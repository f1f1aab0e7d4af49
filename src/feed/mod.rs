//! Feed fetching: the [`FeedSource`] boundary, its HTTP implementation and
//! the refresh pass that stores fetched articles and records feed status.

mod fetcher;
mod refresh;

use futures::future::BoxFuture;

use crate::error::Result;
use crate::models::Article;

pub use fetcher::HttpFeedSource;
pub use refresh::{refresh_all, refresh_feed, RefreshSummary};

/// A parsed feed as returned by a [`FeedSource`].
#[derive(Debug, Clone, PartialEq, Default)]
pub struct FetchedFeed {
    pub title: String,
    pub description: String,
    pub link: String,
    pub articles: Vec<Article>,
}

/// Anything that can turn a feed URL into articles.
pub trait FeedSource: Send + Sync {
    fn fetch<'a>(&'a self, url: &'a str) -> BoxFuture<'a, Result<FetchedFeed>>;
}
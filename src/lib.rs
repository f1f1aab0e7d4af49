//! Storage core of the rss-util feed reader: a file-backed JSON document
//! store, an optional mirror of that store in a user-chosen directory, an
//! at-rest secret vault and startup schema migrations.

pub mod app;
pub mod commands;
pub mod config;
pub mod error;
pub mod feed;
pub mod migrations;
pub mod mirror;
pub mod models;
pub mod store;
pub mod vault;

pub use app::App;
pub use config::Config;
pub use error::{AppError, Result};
########################################
All of the data should be retyped exactly.

repository f1f1aab0e7d4af49
filename src/feed/mod.rs
//! Feed fetching: the [`FeedSource`] boundary, its HTTP implementation and
//! the refresh pass that stores fetched articles and records feed status.

mod fetcher;
mod refresh;

use futures::future::BoxFuture;

use crate::error::Result;
use crate::models::Article;

pub use fetcher::HttpFeedSource;
pub use refresh::{refresh_all, refresh_feed, RefreshSummary};

/// A parsed feed as returned by a [`FeedSource`].
#[derive(Debug, Clone, PartialEq, Default)]
pub struct FetchedFeed {
    pub title: String,
    pub description: String,
    pub link: String,
    pub articles: Vec<Article>,
}

/// Anything that can turn a feed URL into articles.
pub trait FeedSource: Send + Sync {
    fn fetch<'a>(&'a self, url: &'a str) -> BoxFuture<'a, Result<FetchedFeed>>;
}
filename src/lib.rs
repository f1f1aab0e7d4af49
//! Storage core of the rss-util feed reader: a file-backed JSON document
//! store, an optional mirror of that store in a user-chosen directory, an
//! at-rest secret vault and startup schema migrations.

pub mod app;
pub mod commands;
pub mod config;
pub mod error;
pub mod feed;
pub mod migrations;
pub mod mirror;
pub mod models;
pub mod store;
pub mod vault;

pub use app::App;
pub use config::Config;
pub use error::{AppError, Result};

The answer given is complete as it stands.